- Zimbabwe Tri Series 2016 - Blue Mountain Achilleion Cup logo
- Date: 14–27 November 2016
- Location: Zimbabwe
- Result: Sri Lanka won the series
- Player of the series: Kusal Mendis

Teams
- Zimbabwe: Sri Lanka / West Indies

Captains
- Graeme Cremer: Upul Tharanga / Jason Holder

Most runs
- Sikandar Raza (163): Niroshan Dickwella (179) / Evin Lewis (202)

Most wickets
- Sean Williams (4): Asela Gunaratne (8) Nuwan Kulasekara (8) / Jason Holder (9)

= 2016–17 Zimbabwe Tri-Series =

International cricket tournament

The 2016–17 Zimbabwe Tri-Series was a One Day International (ODI) cricket tournament that was held in Zimbabwe in November 2016. It was a tri-nation series between the national representative cricket teams of Zimbabwe, Sri Lanka and the West Indies.
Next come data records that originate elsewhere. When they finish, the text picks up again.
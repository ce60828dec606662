//! Schema access policy trait and implementations
//!
//! This module defines the `SchemaAccessPolicy` trait, which decides whether
//! an actor may change relationship definitions in a workspace. The policy
//! is injected into the `apply()` function and consulted before any entity
//! type is loaded.

use std::collections::{BTreeMap, BTreeSet};

use crate::context::MutationContext;
use crate::errors::{Result, TypeGraphError};

/// Schema change being authorized
#[derive(Debug, Clone, Copy, PartialEq, Eq, Hash)]
pub enum SchemaAction {
    CreateRelationships,
    RemoveRelationships,
    UpdateRelationships,
}

impl SchemaAction {
    pub fn as_str(&self) -> &'static str {
        match self {
            SchemaAction::CreateRelationships => "create_relationships",
            SchemaAction::RemoveRelationships => "remove_relationships",
            SchemaAction::UpdateRelationships => "update_relationships",
        }
    }
}

/// Authorization check run before a command reaches the mutator
pub trait SchemaAccessPolicy: Send + Sync {
    /// # Errors
    ///
    /// `Forbidden` if the actor in `ctx` may not perform `action`.
    fn authorize(&self, ctx: &MutationContext, action: SchemaAction) -> Result<()>;
}

fn forbidden(ctx: &MutationContext, action: SchemaAction) -> TypeGraphError {
    TypeGraphError::Forbidden {
        actor: ctx.actor.clone(),
        workspace_id: ctx.workspace_id.clone(),
        action: action.as_str().to_string(),
    }
}

/// Allows everything (for embedding services that authorize upstream, and tests)
#[derive(Debug, Clone, Copy, Default)]
pub struct AllowAllPolicy;

impl SchemaAccessPolicy for AllowAllPolicy {
    fn authorize(&self, _: &MutationContext, _: SchemaAction) -> Result<()> {
        Ok(())
    }
}

/// Denies everything (for tests that verify a denial stops all writes)
#[derive(Debug, Clone, Copy, Default)]
pub struct DenyAllPolicy;

impl SchemaAccessPolicy for DenyAllPolicy {
    fn authorize(&self, ctx: &MutationContext, action: SchemaAction) -> Result<()> {
        Err(forbidden(ctx, action))
    }
}

/// Allows an actor to change schemas only in workspaces it is a member of
///
/// # Example
/// ```
/// use typegraph_core::context::MutationContext;
/// use typegraph_core::policy::{SchemaAccessPolicy, SchemaAction, WorkspaceMembershipPolicy};
///
/// let policy = WorkspaceMembershipPolicy::new().with_member("alice", "ws-1");
///
/// let ctx = MutationContext::new("ws-1", "alice");
/// assert!(policy.authorize(&ctx, SchemaAction::CreateRelationships).is_ok());
///
/// let ctx = MutationContext::new("ws-2", "alice");
/// assert!(policy.authorize(&ctx, SchemaAction::CreateRelationships).is_err());
/// ```
#[derive(Debug, Clone, Default)]
pub struct WorkspaceMembershipPolicy {
    members: BTreeMap<String, BTreeSet<String>>,
}

impl WorkspaceMembershipPolicy {
    pub fn new() -> Self {
        Self::default()
    }

    pub fn with_member(mut self, actor: impl Into<String>, workspace_id: impl Into<String>) -> Self {
        self.members
            .entry(actor.into())
            .or_default()
            .insert(workspace_id.into());
        self
    }

    pub fn is_member(&self, actor: &str, workspace_id: &str) -> bool {
        self.members
            .get(actor)
            .is_some_and(|workspaces| workspaces.contains(workspace_id))
    }
}

impl SchemaAccessPolicy for WorkspaceMembershipPolicy {
    fn authorize(&self, ctx: &MutationContext, action: SchemaAction) -> Result<()> {
        if self.is_member(&ctx.actor, &ctx.workspace_id) {
            Ok(())
        } else {
            Err(forbidden(ctx, action))
        }
    }
}
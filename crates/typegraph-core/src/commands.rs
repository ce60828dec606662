//! Command types for relationship schema changes
//!
//! Commands are the entry point for policy-checked mutations via the
//! `apply()` function.

use crate::diff::RelationshipDiff;
use crate::model::RelationshipDefinition;
use crate::ops::DeleteRequest;
use crate::policy::SchemaAction;

#[derive(Debug, Clone, PartialEq)]
pub enum Command {
    /// Attach definitions to their source entity types, keyed by source key
    CreateRelationships {
        definitions: Vec<(String, RelationshipDefinition)>,
    },

    /// Remove relationships with a per-request delete action
    RemoveRelationships { requests: Vec<DeleteRequest> },

    /// Reconcile stored relationships with a computed diff
    UpdateRelationships { diff: RelationshipDiff },
}

impl Command {
    /// The action a policy must allow for this command
    pub fn action(&self) -> SchemaAction {
        match self {
            Command::CreateRelationships { .. } => SchemaAction::CreateRelationships,
            Command::RemoveRelationships { .. } => SchemaAction::RemoveRelationships,
            Command::UpdateRelationships { .. } => SchemaAction::UpdateRelationships,
        }
    }
}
The Sri Lankan team were originally scheduled to tour Zimbabwe for two Tests, three ODIs and one Twenty20 International (T20I). However, the ODIs and T20I were replaced by this tri-series.

DRS technology was used for the first time in a limited-overs series in Zimbabwe. This follows its use in the second Test in Zimbabwe's series against Sri Lanka that immediately preceded the tri-series.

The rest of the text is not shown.